» Given records:
◇ ◇ ◇ ◇

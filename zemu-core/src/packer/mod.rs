//! Host-side filesystem packers.
//!
//! A packer turns a host directory into a block device image and back:
//! - `CfsPacker`: built-in CFS implementation
//! - `CommandPacker`: delegates to external host programs

mod cfs;
mod command;

use std::io::Read;
use std::path::Path;

use crate::error::EmuResult;

pub use cfs::{
    pack_path, unpack_image, CfsPacker, BLOCK_SIZE, HEADER_SIZE, MAX_FILE_SIZE, MAX_NAME_LEN,
};
pub use command::CommandPacker;

/// Packs a host directory into a block device image and unpacks it again.
pub trait FilesystemPacker {
    /// Start packing `source`. The returned stream yields the image bytes.
    ///
    /// An error means the packer could not be started at all.
    fn pack(&self, source: &Path) -> EmuResult<Box<dyn Read>>;

    /// Unpack `image` into the `dest` directory.
    fn unpack(&self, image: &[u8], dest: &Path) -> EmuResult<()>;
}
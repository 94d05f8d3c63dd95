//! Console I/O abstraction and the console port device.
//!
//! The `Console` trait provides byte I/O that works identically for both
//! testing (HeadlessConsole) and real terminals. `ConsoleDevice` puts the
//! shutdown policy of the console port on top of it.

use std::collections::VecDeque;

/// Byte the emulated kernel writes to the console port to shut the machine down (Ctrl-D).
pub const SHUTDOWN_BYTE: u8 = 0x04;

/// Byte returned by a console read once the host input has ended.
pub const EOF_SENTINEL: u8 = 0xFF;

/// Console interface for byte I/O.
pub trait Console: Send {
    /// Write a byte to console output. It must be visible immediately.
    fn write(&mut self, ch: u8);

    /// Wait for the next input byte (blocking). Returns None once input has ended.
    fn read(&mut self) -> Option<u8>;
}

/// Scripted console: input comes from a fixed byte script, output is captured.
///
/// Input ends once the script is consumed.
#[derive(Default)]
pub struct HeadlessConsole {
    script: VecDeque<u8>,
    captured: Vec<u8>,
}

impl HeadlessConsole {
    pub fn new() -> Self {
        Self::default()
    }

    pub fn with_input(input: impl AsRef<[u8]>) -> Self {
        Self {
            script: input.as_ref().iter().copied().collect(),
            captured: Vec::new(),
        }
    }

    /// Script bytes not read yet.
    pub fn pending_input(&self) -> usize {
        self.script.len()
    }

    pub fn output(&self) -> &[u8] {
        &self.captured
    }

    /// Output as a string (lossy UTF-8 conversion).
    pub fn output_string(&self) -> String {
        String::from_utf8_lossy(&self.captured).into_owned()
    }
}

impl Console for HeadlessConsole {
    fn write(&mut self, ch: u8) {
        self.captured.push(ch);
    }

    fn read(&mut self) -> Option<u8> {
        self.script.pop_front()
    }
}

/// Console port device.
///
/// Reads block the whole machine until the host console yields a byte.
/// Both end of input and [`SHUTDOWN_BYTE`] clear the run flag.
pub struct ConsoleDevice<C: Console> {
    console: C,
}

impl<C: Console> ConsoleDevice<C> {
    pub fn new(console: C) -> Self {
        Self { console }
    }

    /// Read one byte for the emulated program.
    pub fn read_byte(&mut self, running: &mut bool) -> u8 {
        match self.console.read() {
            Some(ch) => ch,
            None => {
                *running = false;
                EOF_SENTINEL
            }
        }
    }

    /// Write one byte from the emulated program.
    pub fn write_byte(&mut self, value: u8, running: &mut bool) {
        if value == SHUTDOWN_BYTE {
            *running = false;
        } else {
            self.console.write(value);
        }
    }

    pub fn console(&self) -> &C {
        &self.console
    }

    pub fn console_mut(&mut self) -> &mut C {
        &mut self.console
    }
}
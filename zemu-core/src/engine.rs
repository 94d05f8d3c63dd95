//! CPU engine binding.
//!
//! The instruction set itself lives in `z80emu`. The machine only needs a
//! single-step primitive that calls back into the memory and I/O buses.

use std::num::NonZeroU16;

use z80emu::host::TsCounter;
use z80emu::{Clock, Cpu, Io, Memory, Z80NMOS};

use crate::memory::MemoryBus;
use crate::ports::IoBus;

/// Type alias for the clock.
type TsClock = TsCounter<i32>;

/// Single-stepping CPU engine.
pub trait StepEngine {
    /// Reset the CPU to its power-on state.
    fn reset(&mut self);

    /// Execute exactly one instruction against the given buses.
    fn step(&mut self, memory: &mut dyn MemoryBus, io: &mut dyn IoBus);

    /// Whether the CPU executed a HALT.
    fn is_halted(&self) -> bool;

    /// T-states elapsed since the last reset.
    fn t_states(&self) -> u64 {
        0
    }
}

/// Bus handed to z80emu for one instruction.
struct Bus<'a> {
    memory: &'a mut dyn MemoryBus,
    io: &'a mut dyn IoBus,
}

impl Memory for Bus<'_> {
    type Timestamp = i32;

    fn read_debug(&self, addr: u16) -> u8 {
        self.memory.read(addr)
    }

    fn read_mem(&self, addr: u16, _ts: Self::Timestamp) -> u8 {
        self.memory.read(addr)
    }

    fn write_mem(&mut self, addr: u16, value: u8, _ts: Self::Timestamp) {
        self.memory.write(addr, value);
    }
}

impl Io for Bus<'_> {
    type Timestamp = i32;
    type WrIoBreak = ();
    type RetiBreak = ();

    fn read_io(&mut self, port: u16, _ts: Self::Timestamp) -> (u8, Option<NonZeroU16>) {
        // Only the low byte selects the device.
        (self.io.read_port(port as u8), None)
    }

    fn write_io(
        &mut self,
        port: u16,
        value: u8,
        _ts: Self::Timestamp,
    ) -> (Option<Self::WrIoBreak>, Option<NonZeroU16>) {
        self.io.write_port(port as u8, value);
        (None, None)
    }
}

/// NMOS Z80 from `z80emu`.
#[derive(Default)]
pub struct Z80Engine {
    cpu: Z80NMOS,
    clock: TsClock,
}

impl Z80Engine {
    pub fn new() -> Self {
        let mut engine = Self::default();
        engine.reset();
        engine
    }

    pub fn pc(&self) -> u16 {
        self.cpu.get_pc()
    }
}

impl StepEngine for Z80Engine {
    fn reset(&mut self) {
        self.cpu.reset();
        self.clock = TsClock::default();
    }

    fn step(&mut self, memory: &mut dyn MemoryBus, io: &mut dyn IoBus) {
        let mut bus = Bus { memory, io };
        let _result =
            self.cpu
                .execute_next(&mut bus, &mut self.clock, None::<fn(z80emu::CpuDebug)>);
    }

    fn is_halted(&self) -> bool {
        self.cpu.is_halt()
    }

    fn t_states(&self) -> u64 {
        self.clock.as_timestamp().max(0) as u64
    }
}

◇ ◇ ◇ ◇

» What needs to be done:
Exactly reproduce every line found in the records.

» Problem solution:
filename zemu-core/src/packer/mod.rs
//! Host-side filesystem packers.
//!
//! A packer turns a host directory into a block device image and back:
//! - `CfsPacker`: built-in CFS implementation
//! - `CommandPacker`: delegates to external host programs

mod cfs;
mod command;

use std::io::Read;
use std::path::Path;

use crate::error::EmuResult;

pub use cfs::{
    pack_path, unpack_image, CfsPacker, BLOCK_SIZE, HEADER_SIZE, MAX_FILE_SIZE, MAX_NAME_LEN,
};
pub use command::CommandPacker;

/// Packs a host directory into a block device image and unpacks it again.
pub trait FilesystemPacker {
    /// Start packing `source`. The returned stream yields the image bytes.
    ///
    /// An error means the packer could not be started at all.
    fn pack(&self, source: &Path) -> EmuResult<Box<dyn Read>>;

    /// Unpack `image` into the `dest` directory.
    fn unpack(&self, image: &[u8], dest: &Path) -> EmuResult<()>;
}
repository 94d05f8d3c63dd95
//! Console I/O abstraction and the console port device.
//!
//! The `Console` trait provides byte I/O that works identically for both
//! testing (HeadlessConsole) and real terminals. `ConsoleDevice` puts the
//! shutdown policy of the console port on top of it.

use std::collections::VecDeque;

/// Byte the emulated kernel writes to the console port to shut the machine down (Ctrl-D).
pub const SHUTDOWN_BYTE: u8 = 0x04;

/// Byte returned by a console read once the host input has ended.
pub const EOF_SENTINEL: u8 = 0xFF;

/// Console interface for byte I/O.
pub trait Console: Send {
    /// Write a byte to console output. It must be visible immediately.
    fn write(&mut self, ch: u8);

    /// Wait for the next input byte (blocking). Returns None once input has ended.
    fn read(&mut self) -> Option<u8>;
}

/// Scripted console: input comes from a fixed byte script, output is captured.
///
/// Input ends once the script is consumed.
#[derive(Default)]
pub struct HeadlessConsole {
    script: VecDeque<u8>,
    captured: Vec<u8>,
}

impl HeadlessConsole {
    pub fn new() -> Self {
        Self::default()
    }

    pub fn with_input(input: impl AsRef<[u8]>) -> Self {
        Self {
            script: input.as_ref().iter().copied().collect(),
            captured: Vec::new(),
        }
    }

    /// Script bytes not read yet.
    pub fn pending_input(&self) -> usize {
        self.script.len()
    }

    pub fn output(&self) -> &[u8] {
        &self.captured
    }

    /// Output as a string (lossy UTF-8 conversion).
    pub fn output_string(&self) -> String {
        String::from_utf8_lossy(&self.captured).into_owned()
    }
}

impl Console for HeadlessConsole {
    fn write(&mut self, ch: u8) {
        self.captured.push(ch);
    }

    fn read(&mut self) -> Option<u8> {
        self.script.pop_front()
    }
}

/// Console port device.
///
/// Reads block the whole machine until the host console yields a byte.
/// Both end of input and [`SHUTDOWN_BYTE`] clear the run flag.
pub struct ConsoleDevice<C: Console> {
    console: C,
}

impl<C: Console> ConsoleDevice<C> {
    pub fn new(console: C) -> Self {
        Self { console }
    }

    /// Read one byte for the emulated program.
    pub fn read_byte(&mut self, running: &mut bool) -> u8 {
        match self.console.read() {
            Some(ch) => ch,
            None => {
                *running = false;
                EOF_SENTINEL
            }
        }
    }

    /// Write one byte from the emulated program.
    pub fn write_byte(&mut self, value: u8, running: &mut bool) {
        if value == SHUTDOWN_BYTE {
            *running = false;
        } else {
            self.console.write(value);
        }
    }

    pub fn console(&self) -> &C {
        &self.console
    }

    pub fn console_mut(&mut self) -> &mut C {
        &mut self.console
    }
}
filename zemu-core/src/engine.rs
repository 94d05f8d3c63dd95
//! CPU engine binding.
//!
//! The instruction set itself lives in `z80emu`. The machine only needs a
//! single-step primitive that calls back into the memory and I/O buses.

use std::num::NonZeroU16;

use z80emu::host::TsCounter;
use z80emu::{Clock, Cpu, Io, Memory, Z80NMOS};

use crate::memory::MemoryBus;
use crate::ports::IoBus;

/// Type alias for the clock.
type TsClock = TsCounter<i32>;

/// Single-stepping CPU engine.
pub trait StepEngine {
    /// Reset the CPU to its power-on state.
    fn reset(&mut self);

    /// Execute exactly one instruction against the given buses.
    fn step(&mut self, memory: &mut dyn MemoryBus, io: &mut dyn IoBus);

    /// Whether the CPU executed a HALT.
    fn is_halted(&self) -> bool;

    /// T-states elapsed since the last reset.
    fn t_states(&self) -> u64 {
        0
    }
}

/// Bus handed to z80emu for one instruction.
struct Bus<'a> {
    memory: &'a mut dyn MemoryBus,
    io: &'a mut dyn IoBus,
}

impl Memory for Bus<'_> {
    type Timestamp = i32;

    fn read_debug(&self, addr: u16) -> u8 {
        self.memory.read(addr)
    }

    fn read_mem(&self, addr: u16, _ts: Self::Timestamp) -> u8 {
        self.memory.read(addr)
    }

    fn write_mem(&mut self, addr: u16, value: u8, _ts: Self::Timestamp) {
        self.memory.write(addr, value);
    }
}

impl Io for Bus<'_> {
    type Timestamp = i32;
    type WrIoBreak = ();
    type RetiBreak = ();

    fn read_io(&mut self, port: u16, _ts: Self::Timestamp) -> (u8, Option<NonZeroU16>) {
        // Only the low byte selects the device.
        (self.io.read_port(port as u8), None)
    }

    fn write_io(
        &mut self,
        port: u16,
        value: u8,
        _ts: Self::Timestamp,
    ) -> (Option<Self::WrIoBreak>, Option<NonZeroU16>) {
        self.io.write_port(port as u8, value);
        (None, None)
    }
}

/// NMOS Z80 from `z80emu`.
#[derive(Default)]
pub struct Z80Engine {
    cpu: Z80NMOS,
    clock: TsClock,
}

impl Z80Engine {
    pub fn new() -> Self {
        let mut engine = Self::default();
        engine.reset();
        engine
    }

    pub fn pc(&self) -> u16 {
        self.cpu.get_pc()
    }
}

impl StepEngine for Z80Engine {
    fn reset(&mut self) {
        self.cpu.reset();
        self.clock = TsClock::default();
    }

    fn step(&mut self, memory: &mut dyn MemoryBus, io: &mut dyn IoBus) {
        let mut bus = Bus { memory, io };
        let _result =
            self.cpu
                .execute_next(&mut bus, &mut self.clock, None::<fn(z80emu::CpuDebug)>);
    }

    fn is_halted(&self) -> bool {
        self.cpu.is_halt()
    }

    fn t_states(&self) -> u64 {
        self.clock.as_timestamp().max(0) as u64
    }
}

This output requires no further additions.